[Start of section]

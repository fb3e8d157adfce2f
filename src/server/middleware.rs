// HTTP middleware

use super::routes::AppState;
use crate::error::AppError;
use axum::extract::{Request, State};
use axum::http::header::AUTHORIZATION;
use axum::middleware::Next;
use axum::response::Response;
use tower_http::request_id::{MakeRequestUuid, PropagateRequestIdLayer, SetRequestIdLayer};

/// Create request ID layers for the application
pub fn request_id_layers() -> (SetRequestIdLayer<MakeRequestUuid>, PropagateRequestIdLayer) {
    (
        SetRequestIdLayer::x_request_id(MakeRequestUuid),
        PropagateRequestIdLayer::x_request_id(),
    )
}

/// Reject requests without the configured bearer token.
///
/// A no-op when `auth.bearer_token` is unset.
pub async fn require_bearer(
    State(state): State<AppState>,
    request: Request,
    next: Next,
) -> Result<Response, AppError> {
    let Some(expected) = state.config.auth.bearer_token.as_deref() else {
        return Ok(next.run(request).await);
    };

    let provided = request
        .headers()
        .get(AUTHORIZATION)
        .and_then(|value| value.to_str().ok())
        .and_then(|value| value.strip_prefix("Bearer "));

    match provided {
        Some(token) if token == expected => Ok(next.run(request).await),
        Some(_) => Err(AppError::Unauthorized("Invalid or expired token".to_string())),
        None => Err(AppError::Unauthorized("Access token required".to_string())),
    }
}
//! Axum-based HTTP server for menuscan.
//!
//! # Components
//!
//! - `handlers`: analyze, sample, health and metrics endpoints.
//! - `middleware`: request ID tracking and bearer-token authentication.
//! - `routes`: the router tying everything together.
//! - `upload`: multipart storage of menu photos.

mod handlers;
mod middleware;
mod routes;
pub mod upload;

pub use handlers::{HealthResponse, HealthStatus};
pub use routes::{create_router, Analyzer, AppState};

[End of section]

Give back each line above exactly as written.

repository fb3e8d157adfce2f
filename src/server/middleware.rs
// HTTP middleware

use super::routes::AppState;
use crate::error::AppError;
use axum::extract::{Request, State};
use axum::http::header::AUTHORIZATION;
use axum::middleware::Next;
use axum::response::Response;
use tower_http::request_id::{MakeRequestUuid, PropagateRequestIdLayer, SetRequestIdLayer};

/// Create request ID layers for the application
pub fn request_id_layers() -> (SetRequestIdLayer<MakeRequestUuid>, PropagateRequestIdLayer) {
    (
        SetRequestIdLayer::x_request_id(MakeRequestUuid),
        PropagateRequestIdLayer::x_request_id(),
    )
}

/// Reject requests without the configured bearer token.
///
/// A no-op when `auth.bearer_token` is unset.
pub async fn require_bearer(
    State(state): State<AppState>,
    request: Request,
    next: Next,
) -> Result<Response, AppError> {
    let Some(expected) = state.config.auth.bearer_token.as_deref() else {
        return Ok(next.run(request).await);
    };

    let provided = request
        .headers()
        .get(AUTHORIZATION)
        .and_then(|value| value.to_str().ok())
        .and_then(|value| value.strip_prefix("Bearer "));

    match provided {
        Some(token) if token == expected => Ok(next.run(request).await),
        Some(_) => Err(AppError::Unauthorized("Invalid or expired token".to_string())),
        None => Err(AppError::Unauthorized("Access token required".to_string())),
    }
}
//! Axum-based HTTP server for menuscan.
//!
//! # Components
//!
//! - `handlers`: analyze, sample, health and metrics endpoints.
//! - `middleware`: request ID tracking and bearer-token authentication.
//! - `routes`: the router tying everything together.
//! - `upload`: multipart storage of menu photos.

mod handlers;
mod middleware;
mod routes;
pub mod upload;

pub use handlers::{HealthResponse, HealthStatus};
pub use routes::{create_router, Analyzer, AppState};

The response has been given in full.